SD: System Design Interview
Table of Contents
System Design Interview
What to expect from a System Design Interview?
A System Design Interview (SDI) is an assessment that tests the candidate’s ability to design and understand complex and large-scale software systems.
Candidates must keep in mind that System Design problems do not have an absolute answer and they are expected (by the interviewers) to decompose the problem into small pieces to understand the candidate’s problem solving skills.
SDI are full of trade-offs, no answer is correct but the expectation is that the candidate should understand the impact of those trade-offs.
How you should structure your next SDI?
Most of the time the System Design Interviews are a single vague, unclear open-ended question; e.g.: “Design a booking system for a parking lot”, then, the candidate is expected to break that open-ended question into small pieces so the problem starts to make sense.
As a rule of thumb, you can structure your SDI by following the next steps:
- Clarify Requirements
- Estimate Scale (back of the envelope estimations)
- Define your API interfaces
- Data modeling
- Design the high level architecture diagram
- Detailed design
- Identify and resolve bottlenecks
Below you can find a small description of the expectation on every step:
| Step | Expectations | Considerations |
|---|---|---|
| Clarify Requirements | Candidates must identify Functional and Non-Functional requirements | FR: What are the core features? NFR: How many requests per second must it handle? |
| Estimate Scale | Determine the expected load on the system by doing rough calculations | Estimate traffic volume, storage, bandwidth, resources, latency |
| Define API interfaces | Define 2 or 3 APIs upon agreement with the interviewer | What would be the most important API calls in your system? How does the data look like? |
| Data modeling | Determine the schema of your data. Relations between entities | SQL or NoSQL? How to store media files? Are you considering indexes? Sharding? |
| High level architecture diagram | Birds eye view of the system. Outline clients, servers, db, cache | Ensure you have components that handle each major function |
| Detailed design | Dig deeper into 2 or 3 components of your design | Wait for interviewer feedback and make sure to present trade-offs |
| Identify and resolve bottlenecks | Find bottlenecks in your design, discuss them | Is there any point of failure in our system? How are we monitoring performance? |
1. Requirements
This could be one of the most important parts during the System Design Interview since a vague or wrong definition of requirements could lead to changes in the final architecture
As we mentioned above, in this first part of the interview, we should identify Functional and Non-Functional requirements which are defined as follows:
Functional Requirements
A proper identification of Functional Requirements indicates a strong understanding of how the system should behave. In other words, they describe the various functions the system must perform.

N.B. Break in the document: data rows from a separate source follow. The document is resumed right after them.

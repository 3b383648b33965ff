//! The per-request authorization decision

use std::fmt;
use std::sync::Arc;

use tracing::debug;

use crate::error::VerificationFailure;
use crate::header::{authorization_header, extract_bearer_token};
use crate::jwt::{ClaimsView, TokenProcessor};
use crate::route::{ProtectedRoutes, RouteRegistry};

/// What the gate needs to know about a request
pub trait GateRequest {
    /// Request path, without query string
    fn path(&self) -> &str;
    /// HTTP method name
    fn method(&self) -> &str;
    /// Raw `Authorization` header value
    fn authorization(&self) -> Option<&str>;
}

impl<B> GateRequest for http::Request<B> {
    fn path(&self) -> &str {
        self.uri().path()
    }

    fn method(&self) -> &str {
        self.method().as_str()
    }

    fn authorization(&self) -> Option<&str> {
        authorization_header(self.headers())
    }
}

/// Framework-independent request description
#[derive(Debug, Clone, PartialEq, Eq)]
pub struct RequestDescriptor {
    /// Request path
    pub path: String,
    /// HTTP method
    pub method: String,
    /// Raw `Authorization` header value
    pub authorization: Option<String>,
}

impl RequestDescriptor {
    /// A request without an `Authorization` header
    pub fn new(method: impl Into<String>, path: impl Into<String>) -> Self {
        Self {
            path: path.into(),
            method: method.into(),
            authorization: None,
        }
    }

    /// Set the raw `Authorization` header value
    #[must_use]
    pub fn with_authorization(mut self, value: impl Into<String>) -> Self {
        self.authorization = Some(value.into());
        self
    }

    /// Set `Authorization: Bearer <token>`
    #[must_use]
    pub fn with_bearer_token(self, token: &str) -> Self {
        self.with_authorization(format!("Bearer {token}"))
    }
}

impl GateRequest for RequestDescriptor {
    fn path(&self) -> &str {
        &self.path
    }

    fn method(&self) -> &str {
        &self.method
    }

    fn authorization(&self) -> Option<&str> {
        self.authorization.as_deref()
    }
}

/// Decision for one request
#[derive(Debug, Clone, PartialEq)]
pub enum GateOutcome {
    /// Let the request through; carries the claims when a token was verified
    Allowed(Option<ClaimsView>),
    /// The route is protected and no well-formed bearer token was supplied
    TokenMissing,
    /// The route is protected and the token did not verify
    TokenInvalid(VerificationFailure),
}

impl GateOutcome {
    /// Whether the request may proceed
    pub fn is_allowed(&self) -> bool {
        matches!(self, GateOutcome::Allowed(_))
    }

    /// Verified claims, for an allowed request on a protected route
    pub fn claims(&self) -> Option<&ClaimsView> {
        match self {
            GateOutcome::Allowed(claims) => claims.as_ref(),
            _ => None,
        }
    }

    /// Take the verified claims
    pub fn into_claims(self) -> Option<ClaimsView> {
        match self {
            GateOutcome::Allowed(claims) => claims,
            _ => None,
        }
    }

    /// Stable machine-readable name of the outcome
    pub fn as_str(&self) -> &'static str {
        match self {
            GateOutcome::Allowed(_) => "allowed",
            GateOutcome::TokenMissing => "token_missing",
            GateOutcome::TokenInvalid(_) => "token_invalid",
        }
    }
}

/// Combines route protection with token verification
///
/// Cheap to clone and safe to share across request-handling tasks.
///
/// # Example
///
/// ```rust,no_run
/// use turnstile::{
///     AuthorizationGate, GateOutcome, ProcessorConfig, RouteRegistry, SigningAlgorithm,
///     TokenVerifier,
/// };
///
/// # async fn run() -> Result<(), Box<dyn std::error::Error>> {
/// let config = ProcessorConfig::builder(
///     "https://auth.example.com/.well-known/jwks.json",
///     "https://auth.example.com",
///     SigningAlgorithm::RS256,
/// )
/// .build()?;
///
/// let mut routes = RouteRegistry::new();
/// routes
///     .register_route("/api/**")
///     .register_route_with_methods("/admin/*", ["POST", "DELETE"]);
///
/// let gate = AuthorizationGate::new(routes, TokenVerifier::new(config)?);
///
/// match gate.evaluate("/api/users", "GET", Some("Bearer eyJhbGciOi...")).await {
///     GateOutcome::Allowed(claims) => println!("allowed: {claims:?}"),
///     GateOutcome::TokenMissing => println!("401, no token"),
///     GateOutcome::TokenInvalid(reason) => println!("401, {reason}"),
/// }
/// # Ok(())
/// # }
/// ```
#[derive(Clone)]
pub struct AuthorizationGate {
    routes: Arc<ProtectedRoutes>,
    processor: Arc<dyn TokenProcessor>,
}

impl AuthorizationGate {
    /// Seal `routes` and build the gate
    pub fn new(routes: RouteRegistry, processor: impl TokenProcessor + 'static) -> Self {
        Self::with_shared_processor(routes, Arc::new(processor))
    }

    /// Seal `routes` and build the gate around a shared processor
    pub fn with_shared_processor(
        routes: RouteRegistry,
        processor: Arc<dyn TokenProcessor>,
    ) -> Self {
        Self {
            routes: Arc::new(routes.seal()),
            processor,
        }
    }

    /// The sealed route set
    pub fn routes(&self) -> &ProtectedRoutes {
        &self.routes
    }

    /// Whether a request to `path` with `method` needs a valid token
    pub fn requires_authorization(&self, path: &str, method: &str) -> bool {
        self.routes.matches(path, method)
    }

    /// Decide whether a request may proceed
    ///
    /// Unprotected routes are allowed without looking at the header. On a
    /// protected route the header must be exactly `Bearer <token>`, and the
    /// token must verify.
    pub async fn evaluate(
        &self,
        path: &str,
        method: &str,
        authorization: Option<&str>,
    ) -> GateOutcome {
        if !self.routes.matches(path, method) {
            return GateOutcome::Allowed(None);
        }

        let Some(token) = extract_bearer_token(authorization) else {
            debug!(path, method, "Protected route requested without bearer token");
            return GateOutcome::TokenMissing;
        };

        match self.processor.process(token).await {
            Ok(claims) => GateOutcome::Allowed(Some(claims)),
            Err(failure) => {
                debug!(
                    path,
                    method,
                    failure = %failure,
                    "Protected route requested with invalid token"
                );
                GateOutcome::TokenInvalid(failure)
            }
        }
    }

    /// [`evaluate`](Self::evaluate) for anything implementing [`GateRequest`]
    pub async fn evaluate_request<R>(&self, request: &R) -> GateOutcome
    where
        R: GateRequest + Sync + ?Sized,
    {
        self.evaluate(request.path(), request.method(), request.authorization())
            .await
    }

    /// Verify a bare token regardless of route protection
    ///
    /// # Errors
    ///
    /// Returns the [`VerificationFailure`] reported by the token processor.
    pub async fn claims_for(&self, token: &str) -> Result<ClaimsView, VerificationFailure> {
        self.processor.process(token).await
    }
}

impl fmt::Debug for AuthorizationGate {
    fn fmt(&self, f: &mut fmt::Formatter<'_>) -> fmt::Result {
        f.debug_struct("AuthorizationGate")
            .field("routes", &self.routes)
            .finish_non_exhaustive()
    }
}

#[cfg(test)]
mod tests {
    use super::*;
    use async_trait::async_trait;
    use std::sync::atomic::{AtomicUsize, Ordering};

    /// Rejects every token and counts calls
    #[derive(Default)]
    struct CountingProcessor {
        calls: AtomicUsize,
    }

    #[async_trait]
    impl TokenProcessor for CountingProcessor {
        async fn process(&self, _token: &str) -> Result<ClaimsView, VerificationFailure> {
            self.calls.fetch_add(1, Ordering::SeqCst);
            Err(VerificationFailure::SignatureInvalid)
        }
    }

    fn gate(processor: Arc<CountingProcessor>) -> AuthorizationGate {
        let mut routes = RouteRegistry::new();
        routes.register_route("/private/**");
        AuthorizationGate::with_shared_processor(routes, processor)
    }

    #[tokio::test]
    async fn test_unprotected_route_skips_verification() {
        let processor = Arc::new(CountingProcessor::default());
        let gate = gate(processor.clone());

        let outcome = gate.evaluate("/public", "GET", Some("Bearer x")).await;

        assert_eq!(outcome, GateOutcome::Allowed(None));
        assert_eq!(processor.calls.load(Ordering::SeqCst), 0);
    }

    #[tokio::test]
    async fn test_missing_and_malformed_header() {
        let processor = Arc::new(CountingProcessor::default());
        let gate = gate(processor.clone());

        assert_eq!(
            gate.evaluate("/private/x", "GET", None).await,
            GateOutcome::TokenMissing
        );
        assert_eq!(
            gate.evaluate("/private/x", "GET", Some("Token abc")).await,
            GateOutcome::TokenMissing
        );
        assert_eq!(processor.calls.load(Ordering::SeqCst), 0);
    }

    #[tokio::test]
    async fn test_invalid_token_is_tagged() {
        let processor = Arc::new(CountingProcessor::default());
        let gate = gate(processor.clone());

        let request = RequestDescriptor::new("GET", "/private/x").with_bearer_token("abc");
        let outcome = gate.evaluate_request(&request).await;

        assert_eq!(
            outcome,
            GateOutcome::TokenInvalid(VerificationFailure::SignatureInvalid)
        );
        assert!(!outcome.is_allowed());
        assert_eq!(outcome.as_str(), "token_invalid");
        assert_eq!(processor.calls.load(Ordering::SeqCst), 1);
    }

    #[tokio::test]
    async fn test_http_request_adapter() {
        let processor = Arc::new(CountingProcessor::default());
        let gate = gate(processor);

        let request = http::Request::builder()
            .method("DELETE")
            .uri("https://api.example.com/private/items/7?force=true")
            .body(())
            .unwrap();

        assert_eq!(request.path(), "/private/items/7");
        assert_eq!(GateRequest::method(&request), "DELETE");
        assert_eq!(
            gate.evaluate_request(&request).await,
            GateOutcome::TokenMissing
        );
    }
}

[!NOTE] Functional Requirements often form the backbone of your system design
Non-Functional Requirements
These requirements answer the following question: How the system performs a task? To get a better understanding of what kind of requirements should be tagged as non-functional, you can focus on the quality attributes of the system.
- Scalability: Handle growth in users or data
- Performance: Handle concurrency, high latency and process transactions.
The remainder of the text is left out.